Biden: Russian invasion of Ukraine ‘very much a possibility,’ holds out hope for diplomacy

President Biden says a Russian invasion of Ukraine is still possible even as he expresses cautious optimism that diplomacy may avert a major conflict.


President Biden said Tuesday that a Russian invasion of Ukraine was “still very much a possibility,” even as he encouraged signals from Vladimir Putin that Moscow would return to the negotiating table.

“As long as there is hope of a diplomatic resolution that prevents the use of force and the incredible human suffering that would follow it, we will pursue it,” Biden said.

Speaking from the East Room of the White House, the president expressed cautious optimism following claims by Russia that some of its troops were moving back from positions along its border with Ukraine.

“That would be good, but we have not yet verified that yet,” Biden said, noting the more than 150,000 Russian troops encircling Ukraine.
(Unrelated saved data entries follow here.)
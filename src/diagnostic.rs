//! Fixed diagnostic script: read the voltage, write a voltage, read it again.
//!
//! Every step keeps the request and the raw response so a user can compare
//! them with what a bus sniffer shows. A failing step does not stop the
//! script.

use crate::client::DeviceClient;
use crate::frame::{Frame, HexBytes};
use crate::protocol as proto;
use crate::tokio_common::{Error, Result};
use crate::transport::Transport;
use log::*;
use std::fmt;
use std::time::Duration;

#[derive(Debug)]
pub enum StepOutcome {
    Voltage(f64),
    Acknowledged,
    Failed(Error),
    Skipped(&'static str),
}

impl fmt::Display for StepOutcome {
    fn fmt(&self, f: &mut fmt::Formatter<'_>) -> fmt::Result {
        match self {
            StepOutcome::Voltage(volts) => write!(f, "OK, {volts:.1} V"),
            StepOutcome::Acknowledged => write!(f, "OK"),
            StepOutcome::Failed(err) => write!(f, "FAILED: {err}"),
            StepOutcome::Skipped(reason) => write!(f, "skipped: {reason}"),
        }
    }
}

#[derive(Debug)]
pub struct DiagnosticStep {
    pub name: &'static str,
    pub request: Option<Frame>,
    pub response: Option<Vec<u8>>,
    pub outcome: StepOutcome,
}

impl DiagnosticStep {
    pub fn is_ok(&self) -> bool {
        matches!(
            self.outcome,
            StepOutcome::Voltage(_) | StepOutcome::Acknowledged
        )
    }
}

impl fmt::Display for DiagnosticStep {
    fn fmt(&self, f: &mut fmt::Formatter<'_>) -> fmt::Result {
        writeln!(f, "{}:", self.name)?;
        if let Some(request) = &self.request {
            writeln!(f, "  sent:     {request}")?;
        }
        match &self.response {
            Some(response) => writeln!(f, "  received: {}", HexBytes(response))?,
            None if self.request.is_some() => writeln!(f, "  received: <nothing>")?,
            None => {}
        }
        write!(f, "  result:   {}", self.outcome)
    }
}

#[derive(Debug, Default)]
pub struct DiagnosticReport {
    pub steps: Vec<DiagnosticStep>,
}

impl DiagnosticReport {
    pub fn passed(&self) -> bool {
        self.steps.iter().all(DiagnosticStep::is_ok)
    }
}

impl fmt::Display for DiagnosticReport {
    fn fmt(&self, f: &mut fmt::Formatter<'_>) -> fmt::Result {
        for step in &self.steps {
            writeln!(f, "{step}")?;
        }
        Ok(())
    }
}

/// Runs the script. Without `write` the voltage read in the first step is written back.
pub async fn run_diagnostic<T: Transport>(
    client: &mut DeviceClient<T>,
    write: Option<proto::Voltage>,
    delay: Duration,
) -> DiagnosticReport {
    let mut report = DiagnosticReport::default();

    let first = read_step(client, "Read voltage").await;
    let first_reading = match first.outcome {
        StepOutcome::Voltage(volts) => Some(volts),
        _ => None,
    };
    report.steps.push(first);
    tokio::time::sleep(delay).await;

    let target = write.map(|voltage| *voltage).or(first_reading);
    let write_step = match target {
        Some(volts) => {
            let request = client.device().build_set_voltage_command(volts);
            let (response, result) =
                exchange(client, request, proto::SET_VOLTAGE_RESPONSE_LEN).await;
            DiagnosticStep {
                name: "Write voltage",
                request: Some(request),
                response,
                outcome: match result {
                    Ok(()) => StepOutcome::Acknowledged,
                    Err(err) => StepOutcome::Failed(err),
                },
            }
        }
        None => DiagnosticStep {
            name: "Write voltage",
            request: None,
            response: None,
            outcome: StepOutcome::Skipped("no voltage given and initial read failed"),
        },
    };
    report.steps.push(write_step);
    tokio::time::sleep(delay).await;

    report.steps.push(read_step(client, "Read voltage again").await);
    report
}

async fn read_step<T: Transport>(
    client: &mut DeviceClient<T>,
    name: &'static str,
) -> DiagnosticStep {
    let request = client.device().build_read_voltage_command();
    let (response, result) = exchange(client, request, proto::READ_VOLTAGE_RESPONSE_LEN).await;
    let outcome = match result {
        Ok(()) => match response
            .as_deref()
            .and_then(crate::device::DeviceProtocol::parse_voltage_response)
        {
            Some(volts) => StepOutcome::Voltage(volts),
            None => StepOutcome::Skipped("response carries no voltage"),
        },
        Err(err) => StepOutcome::Failed(err),
    };
    DiagnosticStep {
        name,
        request: Some(request),
        response,
        outcome,
    }
}

/// One exchange; keeps the raw response even when it fails the checks.
async fn exchange<T: Transport>(
    client: &mut DeviceClient<T>,
    request: Frame,
    expected_len: usize,
) -> (Option<Vec<u8>>, Result<()>) {
    match client.exchange(&request, expected_len).await {
        Ok(response) => {
            let checked = client.check(&response);
            if let Err(err) = &checked {
                info!("Diagnostic response rejected: {err}");
            }
            (Some(response), checked)
        }
        Err(err) => (None, Err(err)),
    }
}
Those troops, Biden said, remained “very much in the threatening position.”

Reiterating that the U.S. and NATO allies remain aligned behind a plan to impose “powerful sanctions” in response to a Russian invasion, Biden predicted that Putin would regret launching an attack and eventually see it as “a self-inflicted wound.”
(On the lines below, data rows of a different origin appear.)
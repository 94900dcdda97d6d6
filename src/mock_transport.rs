//! We use this mocking module in unit tests to emulate the serial link.

use crate::codec;
use crate::sequencer::CancelFlag;
use crate::tokio_common::{Error, Result};
use crate::transport::Transport;
use std::collections::VecDeque;
use std::time::Duration;

/// What the emulated device does when a response is awaited.
#[derive(Debug, Clone)]
pub enum Reply {
    /// Answer with these bytes.
    Bytes(Vec<u8>),
    /// Stay silent until the read times out.
    Silence,
    /// Play the inner reply, then raise the flag as if the user pressed Ctrl-C.
    ThenCancel(Box<Reply>, CancelFlag),
}

/// Scripted transport: records every written frame and plays back one
/// queued [`Reply`] per `receive_exact` call.
#[derive(Debug, Default)]
pub struct MockTransport {
    sent: Vec<Vec<u8>>,
    replies: VecDeque<Reply>,
    fail_on_send: bool,
}

impl MockTransport {
    pub fn new() -> Self {
        Self::default()
    }

    pub fn with_replies(replies: impl IntoIterator<Item = Reply>) -> Self {
        Self {
            replies: replies.into_iter().collect(),
            ..Self::default()
        }
    }

    /// Frames written so far, oldest first.
    pub fn sent(&self) -> &[Vec<u8>] {
        &self.sent
    }

    /// Configure whether writes fail with an I/O error.
    pub fn set_send_error(&mut self, fail: bool) {
        self.fail_on_send = fail;
    }
}

impl Transport for MockTransport {
    async fn send(&mut self, bytes: &[u8]) -> Result<()> {
        if self.fail_on_send {
            return Err(Error::Io(std::io::Error::new(
                std::io::ErrorKind::BrokenPipe,
                "simulated write failure",
            )));
        }
        self.sent.push(bytes.to_vec());
        Ok(())
    }

    async fn receive_exact(&mut self, expected_len: usize, timeout: Duration) -> Result<Vec<u8>> {
        let mut reply = self.replies.pop_front();
        while let Some(Reply::ThenCancel(inner, cancel)) = reply {
            cancel.cancel();
            reply = Some(*inner);
        }
        match reply {
            // A short answer never completes the read, like a real port.
            Some(Reply::Bytes(bytes)) if bytes.len() >= expected_len => {
                Ok(bytes[..expected_len].to_vec())
            }
            Some(_) | None => Err(Error::Timeout(timeout)),
        }
    }
}

/// Appends the checksum to `body`.
pub fn framed(body: &[u8]) -> Vec<u8> {
    let mut bytes = body.to_vec();
    bytes.extend_from_slice(&codec::compute_checksum(body).to_le_bytes());
    bytes
}

/// Acknowledgement of an output-enable write.
pub fn enable_ack(address: u8) -> Reply {
    Reply::Bytes(framed(&[address, 0x10, 0x11, 0x01, 0x01]))
}

/// Acknowledgement of a voltage write.
pub fn set_voltage_ack(address: u8, volts: f64) -> Reply {
    let [lo, hi] = crate::protocol::encode_voltage(volts).to_le_bytes();
    Reply::Bytes(framed(&[address, 0x10, 0x15, 0x02, lo, hi]))
}

/// Answer to a voltage read.
pub fn voltage_reading(address: u8, volts: f64) -> Reply {
    let [lo, hi] = crate::protocol::encode_voltage(volts).to_le_bytes();
    Reply::Bytes(framed(&[address, 0x03, 0x15, 0x02, lo, hi]))
}
//! Modbus CRC-16 over raw frame bytes.
//!
//! Polynomial `0xA001` (reflected `0x8005`), initial register `0xFFFF`. The
//! checksum trails a frame low byte first.

use crc::{CRC_16_MODBUS, Crc};

const CRC_MODBUS: Crc<u16> = Crc::<u16>::new(&CRC_16_MODBUS);

/// Number of checksum bytes at the end of a frame.
pub const CHECKSUM_LEN: usize = 2;

/// Computes the Modbus CRC-16 of `bytes`.
pub fn compute_checksum(bytes: &[u8]) -> u16 {
    CRC_MODBUS.checksum(bytes)
}

/// Writes the checksum of `buffer[..coverage]` into `buffer[coverage..coverage + 2]`.
///
/// # Panics
///
/// Panics if `buffer` is shorter than `coverage + 2`.
pub fn append_checksum(buffer: &mut [u8], coverage: usize) {
    let crc = compute_checksum(&buffer[..coverage]);
    buffer[coverage..coverage + CHECKSUM_LEN].copy_from_slice(&crc.to_le_bytes());
}

/// Returns `true` if the trailing two bytes of `frame` hold the checksum of everything before them.
///
/// Frames shorter than three bytes are never valid.
pub fn validate(frame: &[u8]) -> bool {
    if frame.len() <= CHECKSUM_LEN {
        return false;
    }
    let (body, trailer) = frame.split_at(frame.len() - CHECKSUM_LEN);
    compute_checksum(body).to_le_bytes() == trailer
}

#[cfg(test)]
mod tests {
    use super::*;

    #[test]
    fn known_vectors() {
        assert_eq!(compute_checksum(b"123456789"), 0x4B37);
        // Classic Modbus read request, transmitted as `... C5 CD`.
        assert_eq!(
            compute_checksum(&[0x01, 0x03, 0x00, 0x00, 0x00, 0x0A]),
            0xCDC5
        );
        assert_eq!(compute_checksum(&[]), 0xFFFF);
    }

    #[test]
    fn deterministic_and_order_sensitive() {
        let data = [0x01, 0x10, 0x15, 0x02, 0x35, 0x01];
        assert_eq!(compute_checksum(&data), compute_checksum(&data));

        let mut swapped = data;
        swapped.swap(4, 5);
        assert_ne!(compute_checksum(&data), compute_checksum(&swapped));

        for i in 0..data.len() {
            let mut changed = data;
            changed[i] ^= 0x01;
            assert_ne!(compute_checksum(&data), compute_checksum(&changed));
        }
    }

    #[test]
    fn append_then_validate() {
        let payloads: [&[u8]; 4] = [
            &[0x00],
            &[0xFF, 0xFF, 0xFF],
            &[0x01, 0x03, 0x15, 0x02],
            &[0x06, 0x10, 0x11, 0x01, 0x01],
        ];
        for payload in payloads {
            let mut buffer = payload.to_vec();
            buffer.extend_from_slice(&[0, 0]);
            append_checksum(&mut buffer, payload.len());
            assert!(validate(&buffer), "{buffer:02x?}");
        }
    }

    #[test]
    fn append_writes_low_byte_first() {
        let mut buffer = [0x01, 0x03, 0x00, 0x00, 0x00, 0x0A, 0x00, 0x00];
        append_checksum(&mut buffer, 6);
        assert_eq!(&buffer[6..], &[0xC5, 0xCD]);
    }

    #[test]
    fn append_leaves_bytes_after_checksum_untouched() {
        let mut buffer = [0x01, 0x03, 0x15, 0x02, 0x00, 0x00, 0xAA, 0xBB];
        append_checksum(&mut buffer, 4);
        assert_eq!(&buffer[6..], &[0xAA, 0xBB]);
    }

    #[test]
    fn single_bit_flip_is_detected() {
        let mut frame = [0x01, 0x10, 0x15, 0x02, 0x35, 0x01, 0x00, 0x00];
        append_checksum(&mut frame, 6);
        assert!(validate(&frame));
        for byte in 0..frame.len() {
            for bit in 0..8 {
                let mut corrupted = frame;
                corrupted[byte] ^= 1 << bit;
                assert!(!validate(&corrupted), "flip byte {byte} bit {bit}");
            }
        }
    }

    #[test]
    fn short_frames_are_invalid() {
        assert!(!validate(&[]));
        assert!(!validate(&[0xFF]));
        assert!(!validate(&[0xFF, 0xFF]));
    }
}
Biden made clear that U.S. forces, taking part in a NATO defense effort, are shoring up neighboring countries that are members of the alliance. He called NATO’s Article V “sacrosanct.” Article V is a provision of the NATO charter that requires members to defend one another if attacked.


“We are not seeking direct conflict with Russia,” the president said, adding that “if Russia targets Americans in Ukraine, we will respond forcefully. If Russia attacks the United States or allies through asymmetric means, like disruptive cyberattacks against our companies or critical infrastructure, we are prepared to respond.”

Biden also informed Americans that an escalating conflict could have an impact domestically.

“I will not pretend this will be painless. There could be impact on our energy prices,” he said. “So are taking active steps to alleviate the pressure on our own energy markets .... We’re coordinating with major energy and energy consumers and producers.”

Biden’s parting words to the American people made clear that he sees the situation as far from resolved: “I’ll keep you informed,” he said, turning and walking away from the lectern without responding to questions.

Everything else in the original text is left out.